Par la suite, il part à Kiev pour travailler comme rédacteur web dans une start-up. En 2009, il rentre en Hongrie pour lancer, avec trois amis, un site d’information francophone sur l’actualité hongroise. Ce média s'appellera Hulala et débutera son activité au moment où Viktor Orbán s’apprête à revenir au pouvoir et où, la France commence à réellement s’intéresser à l’actualité hongroise. Hulala connaît alors un réel succès et deviendra au fil du temps, une référence en matière d’actualité politique hongroise pour les médias français.
Pendant quatre ans, Corentin mène une double vie : salarié dans une start-up d’un côté, rédacteur en chef d’Hulala de l’autre. À partir de 2012, il enchaîne également les piges, pour Ouest-France, La Libre, puis le monde Diplomatique et Mediapart. Mais le format court le frustre, il lui manque quelque chose et a besoin de plus. Il décide alors, avec plusieurs amis correspondant, de s’atteler à la rédaction d’un ouvrage nommé « La Hongrie sous Orbán ». « J’étais très fier du Courrier d’Europe centrale, mais ce n’était pas physique », confie-t-il. Ce livre collectif raconte une décennie passée au plus près des évolutions politiques du pays, douze années à documenter le virage autoritaire hongrois sous le commandement de Viktor Orbán.
Pour lui, Orbán est guidé par un revanchisme flou, une hostilité tenace envers les élites intellectuelles de Budapest, accusées de mépriser la province. « Orbán a besoin d’un adversaire », résume-t-il. Au début du Fidesz, se souvient-il, les militants voulaient convaincre, persuader que l’Europe finirait par comprendre leur combat et leur méthode, mais les réformes autoritaires du parti n’ont fait que freiner les rapprochements. Pour autant, Corentin n’a jamais perdu son attachement à la Hongrie. Il aimait Budapest avant le Fidesz et aime toujours la vie ici.
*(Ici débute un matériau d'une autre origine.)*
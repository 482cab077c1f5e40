//! Built-in tools: `read_file`, `write_file`, `run_cmd`
//!
//! All paths are resolved inside the session's working directory.

use anyhow::{anyhow, Context, Result};
use async_trait::async_trait;
use serde_json::{json, Value};
use std::process::Stdio;
use std::sync::Arc;
use tokio::io::{AsyncBufReadExt, AsyncReadExt, BufReader};
use tokio::process::Command;

use super::types::{ToolContext, ToolDescriptor, ToolHandler, ToolOutput};
use crate::permissions::PermissionTier;

/// Descriptors for every built-in tool
pub fn builtin_tools() -> Vec<ToolDescriptor> {
    vec![read_file(), write_file(), run_cmd()]
}

fn str_arg<'a>(args: &'a Value, key: &str) -> Result<&'a str> {
    args.get(key)
        .and_then(Value::as_str)
        .ok_or_else(|| anyhow!("'{}' must be a string", key))
}

// ============================================================================
// read_file
// ============================================================================

pub fn read_file() -> ToolDescriptor {
    ToolDescriptor::new("read_file", Arc::new(ReadFile))
        .with_description(
            "Read a UTF-8 text file. Optional `offset` (1-based first line) and `limit` \
             (line count) select a range.",
        )
        .with_schema(json!({
            "type": "object",
            "properties": {
                "path": {"type": "string"},
                "offset": {"type": "integer"},
                "limit": {"type": "integer"}
            },
            "required": ["path"]
        }))
        .with_tier(PermissionTier::AutoAllow)
}

struct ReadFile;

#[async_trait]
impl ToolHandler for ReadFile {
    async fn invoke(&self, args: Value, ctx: ToolContext) -> Result<ToolOutput> {
        let path = str_arg(&args, "path")?;
        let resolved = ctx.resolve_path(path)?;
        let content = tokio::fs::read_to_string(&resolved)
            .await
            .with_context(|| format!("Failed to read {}", path))?;

        let offset = args.get("offset").and_then(Value::as_u64);
        let limit = args.get("limit").and_then(Value::as_u64);
        if offset.is_none() && limit.is_none() {
            return Ok(ToolOutput::success(content));
        }

        let skip = offset.unwrap_or(1).saturating_sub(1) as usize;
        let take = limit.map_or(usize::MAX, |l| l as usize);
        let selected: Vec<&str> = content.lines().skip(skip).take(take).collect();
        Ok(ToolOutput::success(selected.join("\n")))
    }
}

// ============================================================================
// write_file
// ============================================================================

pub fn write_file() -> ToolDescriptor {
    ToolDescriptor::new("write_file", Arc::new(WriteFile))
        .with_description("Create or overwrite a file with the given content.")
        .with_schema(json!({
            "type": "object",
            "properties": {
                "path": {"type": "string"},
                "content": {"type": "string"}
            },
            "required": ["path", "content"]
        }))
        .with_tier(PermissionTier::AskHost)
}

struct WriteFile;

#[async_trait]
impl ToolHandler for WriteFile {
    async fn invoke(&self, args: Value, ctx: ToolContext) -> Result<ToolOutput> {
        let path = str_arg(&args, "path")?;
        let content = str_arg(&args, "content")?;
        let resolved = ctx.resolve_path_for_write(path)?;
        tokio::fs::write(&resolved, content)
            .await
            .with_context(|| format!("Failed to write {}", path))?;
        Ok(ToolOutput::success(format!(
            "Wrote {} bytes to {}",
            content.len(),
            path
        )))
    }
}

// ============================================================================
// run_cmd
// ============================================================================

pub fn run_cmd() -> ToolDescriptor {
    ToolDescriptor::new("run_cmd", Arc::new(RunCmd))
        .with_description(
            "Run a command (no shell) in the working directory. Stdout is streamed; \
             a non-zero exit fails the call.",
        )
        .with_schema(json!({
            "type": "object",
            "properties": {"command": {"type": "string"}},
            "required": ["command"]
        }))
        .with_tier(PermissionTier::AskHost)
}

struct RunCmd;

#[async_trait]
impl ToolHandler for RunCmd {
    async fn invoke(&self, args: Value, ctx: ToolContext) -> Result<ToolOutput> {
        let command = str_arg(&args, "command")?;
        let words = shell_words::split(command)
            .with_context(|| format!("Failed to parse command: {}", command))?;
        let (program, rest) = words
            .split_first()
            .ok_or_else(|| anyhow!("command is empty"))?;

        let mut child = Command::new(program)
            .args(rest)
            .current_dir(&ctx.workspace)
            .stdin(Stdio::null())
            .stdout(Stdio::piped())
            .stderr(Stdio::piped())
            .kill_on_drop(true)
            .spawn()
            .with_context(|| format!("Failed to spawn: {}", program))?;

        let stdout = child.stdout.take().ok_or_else(|| anyhow!("No stdout"))?;
        let mut stderr = child.stderr.take().ok_or_else(|| anyhow!("No stderr"))?;
        let stderr_task = tokio::spawn(async move {
            let mut buf = String::new();
            let _ = stderr.read_to_string(&mut buf).await;
            buf
        });

        let abort = ctx.abort_token().clone();
        let mut lines = BufReader::new(stdout).lines();
        let mut collected = String::new();
        loop {
            tokio::select! {
                line = lines.next_line() => match line? {
                    Some(line) => {
                        ctx.emit(format!("{}\n", line));
                        collected.push_str(&line);
                        collected.push('\n');
                    }
                    None => break,
                },
                _ = abort.cancelled() => {
                    let _ = child.kill().await;
                    anyhow::bail!("command aborted: {}", command);
                }
            }
        }

        let status = tokio::select! {
            status = child.wait() => status?,
            _ = abort.cancelled() => {
                let _ = child.kill().await;
                anyhow::bail!("command aborted: {}", command);
            }
        };
        let stderr = stderr_task.await.unwrap_or_default();
        collected.push_str(&stderr);

        let code = status.code().unwrap_or(-1);
        let output = if status.success() {
            ToolOutput::success(collected)
        } else {
            ToolOutput::error(format!("{}exit code {}", collected, code))
        };
        Ok(output.with_metadata(json!({"exitCode": code})))
    }
}

#[cfg(test)]
mod tests {
    use super::*;
    use std::path::Path;
    use tokio_util::sync::CancellationToken;

    fn ctx(dir: &Path) -> ToolContext {
        ToolContext::new(dir.to_path_buf(), "s1", "call_1")
    }

    #[test]
    fn test_builtin_tiers() {
        let tools = builtin_tools();
        let tier = |name: &str| tools.iter().find(|t| t.name == name).unwrap().tier;
        assert_eq!(tier("read_file"), PermissionTier::AutoAllow);
        assert_eq!(tier("write_file"), PermissionTier::AskHost);
        assert_eq!(tier("run_cmd"), PermissionTier::AskHost);
    }

    #[tokio::test]
    async fn test_read_file_whole_and_range() {
        let dir = tempfile::tempdir().unwrap();
        std::fs::write(dir.path().join("a.txt"), "hello").unwrap();
        std::fs::write(dir.path().join("lines.txt"), "1\n2\n3\n4\n").unwrap();

        let out = ReadFile
            .invoke(json!({"path": "a.txt"}), ctx(dir.path()))
            .await
            .unwrap();
        assert_eq!(out.content, "hello");

        let out = ReadFile
            .invoke(json!({"path": "lines.txt", "offset": 2, "limit": 2}), ctx(dir.path()))
            .await
            .unwrap();
        assert_eq!(out.content, "2\n3");
    }

    #[tokio::test]
    async fn test_read_file_outside_workspace_fails() {
        let dir = tempfile::tempdir().unwrap();
        let err = ReadFile
            .invoke(json!({"path": "../../etc/passwd"}), ctx(dir.path()))
            .await;
        assert!(err.is_err());
    }

    #[tokio::test]
    async fn test_write_file() {
        let dir = tempfile::tempdir().unwrap();
        let out = WriteFile
            .invoke(json!({"path": "out.txt", "content": "data"}), ctx(dir.path()))
            .await
            .unwrap();
        assert!(out.success);
        assert_eq!(std::fs::read_to_string(dir.path().join("out.txt")).unwrap(), "data");
    }

    #[cfg(unix)]
    #[tokio::test]
    async fn test_run_cmd_success_and_failure() {
        let dir = tempfile::tempdir().unwrap();
        let out = RunCmd
            .invoke(json!({"command": "echo 'hi there'"}), ctx(dir.path()))
            .await
            .unwrap();
        assert!(out.success);
        assert_eq!(out.content, "hi there\n");
        assert_eq!(out.metadata.unwrap()["exitCode"], 0);

        let out = RunCmd
            .invoke(json!({"command": "false"}), ctx(dir.path()))
            .await
            .unwrap();
        assert!(!out.success);
        assert!(out.content.contains("exit code 1"));
    }

    #[cfg(unix)]
    #[tokio::test]
    async fn test_run_cmd_honors_abort() {
        let dir = tempfile::tempdir().unwrap();
        let token = CancellationToken::new();
        let context = ctx(dir.path()).with_abort(token.clone());
        let run = tokio::spawn(async move {
            RunCmd.invoke(json!({"command": "sleep 30"}), context).await
        });
        tokio::time::sleep(std::time::Duration::from_millis(50)).await;
        token.cancel();
        let result = tokio::time::timeout(std::time::Duration::from_secs(5), run)
            .await
            .unwrap()
            .unwrap();
        assert!(result.unwrap_err().to_string().contains("aborted"));
    }

    #[tokio::test]
    async fn test_run_cmd_rejects_empty() {
        let dir = tempfile::tempdir().unwrap();
        assert!(RunCmd
            .invoke(json!({"command": "   "}), ctx(dir.path()))
            .await
            .is_err());
    }
}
Il admet cependant garder la nostalgie d’une époque qu’il décrit comme « l’apogée culturelle » de la vie Budapestoise. « La nostalgie rend la Hongrie sexy », glisse-t-il, un sourire en coin.
Corentin est aujourd’hui rédacteur en chef adjoint du Courrier des Balkans, un média qu’il considère depuis longtemps comme un modèle. Mais sa plus grande fierté professionnelle reste bien-sûr son expérience du Courrier d’Europe centrale, dans ses archives d’articles, au sein de cette aventure collective. Cette aventure humaine, réalisée avec peu de budget, lui a laissé des souvenirs marquants.
De Pithiviers à Budapest, de la géographie à l’écriture, Corentin Léotard s’est inventé un parcours à son image : discret, opiniâtre, ancré dans l’observation patiente d’une partie de l’Europe souvent mal comprise. Une vie guidée par la curiosité et la découverte d’une région qui l’a vu évoluer au fil des années.